- Opening Delimiter -

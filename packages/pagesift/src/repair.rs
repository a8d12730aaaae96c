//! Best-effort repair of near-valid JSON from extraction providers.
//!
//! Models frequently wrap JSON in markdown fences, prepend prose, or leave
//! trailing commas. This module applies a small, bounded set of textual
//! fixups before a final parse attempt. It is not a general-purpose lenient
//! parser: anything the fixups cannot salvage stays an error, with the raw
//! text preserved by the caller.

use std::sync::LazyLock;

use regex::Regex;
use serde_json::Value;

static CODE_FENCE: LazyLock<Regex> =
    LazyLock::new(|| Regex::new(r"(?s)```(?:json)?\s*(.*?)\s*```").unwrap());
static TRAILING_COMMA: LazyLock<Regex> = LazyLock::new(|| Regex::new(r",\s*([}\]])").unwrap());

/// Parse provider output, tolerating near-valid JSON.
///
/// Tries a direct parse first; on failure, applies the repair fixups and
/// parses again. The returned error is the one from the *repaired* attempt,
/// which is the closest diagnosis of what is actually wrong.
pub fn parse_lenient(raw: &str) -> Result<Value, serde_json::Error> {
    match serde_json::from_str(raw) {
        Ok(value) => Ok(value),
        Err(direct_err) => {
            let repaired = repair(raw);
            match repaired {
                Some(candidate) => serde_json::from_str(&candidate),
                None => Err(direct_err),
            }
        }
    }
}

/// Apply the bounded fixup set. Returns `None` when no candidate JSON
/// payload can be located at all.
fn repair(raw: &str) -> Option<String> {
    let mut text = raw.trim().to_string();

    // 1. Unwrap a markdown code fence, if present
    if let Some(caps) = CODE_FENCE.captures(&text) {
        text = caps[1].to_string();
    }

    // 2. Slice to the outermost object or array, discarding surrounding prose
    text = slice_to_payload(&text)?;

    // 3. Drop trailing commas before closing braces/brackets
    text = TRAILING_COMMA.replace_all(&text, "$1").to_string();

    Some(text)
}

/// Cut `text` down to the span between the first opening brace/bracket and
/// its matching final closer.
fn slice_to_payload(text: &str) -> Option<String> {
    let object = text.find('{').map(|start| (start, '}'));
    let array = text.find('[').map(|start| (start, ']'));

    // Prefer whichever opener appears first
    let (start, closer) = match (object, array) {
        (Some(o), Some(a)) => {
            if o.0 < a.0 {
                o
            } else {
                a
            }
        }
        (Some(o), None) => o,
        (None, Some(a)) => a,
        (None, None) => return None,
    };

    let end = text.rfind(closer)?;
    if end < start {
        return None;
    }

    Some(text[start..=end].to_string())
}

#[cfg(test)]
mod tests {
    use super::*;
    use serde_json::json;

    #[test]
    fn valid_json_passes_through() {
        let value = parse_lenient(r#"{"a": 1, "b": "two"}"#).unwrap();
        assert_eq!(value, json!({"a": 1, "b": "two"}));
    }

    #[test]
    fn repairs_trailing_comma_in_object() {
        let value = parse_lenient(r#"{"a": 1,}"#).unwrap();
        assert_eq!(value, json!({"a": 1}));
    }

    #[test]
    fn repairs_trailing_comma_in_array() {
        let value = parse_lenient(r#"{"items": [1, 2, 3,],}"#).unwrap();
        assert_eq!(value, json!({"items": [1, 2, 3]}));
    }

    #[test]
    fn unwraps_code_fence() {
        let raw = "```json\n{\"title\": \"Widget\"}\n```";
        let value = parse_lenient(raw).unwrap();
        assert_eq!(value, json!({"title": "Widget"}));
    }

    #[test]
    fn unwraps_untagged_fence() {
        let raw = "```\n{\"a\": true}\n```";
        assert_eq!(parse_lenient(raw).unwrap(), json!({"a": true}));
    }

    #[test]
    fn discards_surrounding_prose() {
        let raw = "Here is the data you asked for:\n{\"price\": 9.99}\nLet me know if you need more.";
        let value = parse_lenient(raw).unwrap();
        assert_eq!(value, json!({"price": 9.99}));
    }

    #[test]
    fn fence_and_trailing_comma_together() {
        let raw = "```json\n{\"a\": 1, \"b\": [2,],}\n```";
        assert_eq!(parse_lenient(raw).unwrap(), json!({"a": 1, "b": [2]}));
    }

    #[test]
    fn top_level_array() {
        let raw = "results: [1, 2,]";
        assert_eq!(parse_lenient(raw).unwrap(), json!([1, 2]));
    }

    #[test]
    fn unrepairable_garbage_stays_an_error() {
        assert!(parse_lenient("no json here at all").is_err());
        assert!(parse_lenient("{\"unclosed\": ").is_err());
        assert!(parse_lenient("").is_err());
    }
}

- Closing Delimiter -

Work task - Write the records out precisely, omitting nothing.

Solution to the problem -
filename packages/pagesift/src/repair.rs
repository a8d12730aaaae96c
//! Best-effort repair of near-valid JSON from extraction providers.
//!
//! Models frequently wrap JSON in markdown fences, prepend prose, or leave
//! trailing commas. This module applies a small, bounded set of textual
//! fixups before a final parse attempt. It is not a general-purpose lenient
//! parser: anything the fixups cannot salvage stays an error, with the raw
//! text preserved by the caller.

use std::sync::LazyLock;

use regex::Regex;
use serde_json::Value;

static CODE_FENCE: LazyLock<Regex> =
    LazyLock::new(|| Regex::new(r"(?s)```(?:json)?\s*(.*?)\s*```").unwrap());
static TRAILING_COMMA: LazyLock<Regex> = LazyLock::new(|| Regex::new(r",\s*([}\]])").unwrap());

/// Parse provider output, tolerating near-valid JSON.
///
/// Tries a direct parse first; on failure, applies the repair fixups and
/// parses again. The returned error is the one from the *repaired* attempt,
/// which is the closest diagnosis of what is actually wrong.
pub fn parse_lenient(raw: &str) -> Result<Value, serde_json::Error> {
    match serde_json::from_str(raw) {
        Ok(value) => Ok(value),
        Err(direct_err) => {
            let repaired = repair(raw);
            match repaired {
                Some(candidate) => serde_json::from_str(&candidate),
                None => Err(direct_err),
            }
        }
    }
}

/// Apply the bounded fixup set. Returns `None` when no candidate JSON
/// payload can be located at all.
fn repair(raw: &str) -> Option<String> {
    let mut text = raw.trim().to_string();

    // 1. Unwrap a markdown code fence, if present
    if let Some(caps) = CODE_FENCE.captures(&text) {
        text = caps[1].to_string();
    }

    // 2. Slice to the outermost object or array, discarding surrounding prose
    text = slice_to_payload(&text)?;

    // 3. Drop trailing commas before closing braces/brackets
    text = TRAILING_COMMA.replace_all(&text, "$1").to_string();

    Some(text)
}

/// Cut `text` down to the span between the first opening brace/bracket and
/// its matching final closer.
fn slice_to_payload(text: &str) -> Option<String> {
    let object = text.find('{').map(|start| (start, '}'));
    let array = text.find('[').map(|start| (start, ']'));

    // Prefer whichever opener appears first
    let (start, closer) = match (object, array) {
        (Some(o), Some(a)) => {
            if o.0 < a.0 {
                o
            } else {
                a
            }
        }
        (Some(o), None) => o,
        (None, Some(a)) => a,
        (None, None) => return None,
    };

    let end = text.rfind(closer)?;
    if end < start {
        return None;
    }

    Some(text[start..=end].to_string())
}

#[cfg(test)]
mod tests {
    use super::*;
    use serde_json::json;

    #[test]
    fn valid_json_passes_through() {
        let value = parse_lenient(r#"{"a": 1, "b": "two"}"#).unwrap();
        assert_eq!(value, json!({"a": 1, "b": "two"}));
    }

    #[test]
    fn repairs_trailing_comma_in_object() {
        let value = parse_lenient(r#"{"a": 1,}"#).unwrap();
        assert_eq!(value, json!({"a": 1}));
    }

    #[test]
    fn repairs_trailing_comma_in_array() {
        let value = parse_lenient(r#"{"items": [1, 2, 3,],}"#).unwrap();
        assert_eq!(value, json!({"items": [1, 2, 3]}));
    }

    #[test]
    fn unwraps_code_fence() {
        let raw = "```json\n{\"title\": \"Widget\"}\n```";
        let value = parse_lenient(raw).unwrap();
        assert_eq!(value, json!({"title": "Widget"}));
    }

    #[test]
    fn unwraps_untagged_fence() {
        let raw = "```\n{\"a\": true}\n```";
        assert_eq!(parse_lenient(raw).unwrap(), json!({"a": true}));
    }

    #[test]
    fn discards_surrounding_prose() {
        let raw = "Here is the data you asked for:\n{\"price\": 9.99}\nLet me know if you need more.";
        let value = parse_lenient(raw).unwrap();
        assert_eq!(value, json!({"price": 9.99}));
    }

    #[test]
    fn fence_and_trailing_comma_together() {
        let raw = "```json\n{\"a\": 1, \"b\": [2,],}\n```";
        assert_eq!(parse_lenient(raw).unwrap(), json!({"a": 1, "b": [2]}));
    }

    #[test]
    fn top_level_array() {
        let raw = "results: [1, 2,]";
        assert_eq!(parse_lenient(raw).unwrap(), json!([1, 2]));
    }

    #[test]
    fn unrepairable_garbage_stays_an_error() {
        assert!(parse_lenient("no json here at all").is_err());
        assert!(parse_lenient("{\"unclosed\": ").is_err());
        assert!(parse_lenient("").is_err());
    }
}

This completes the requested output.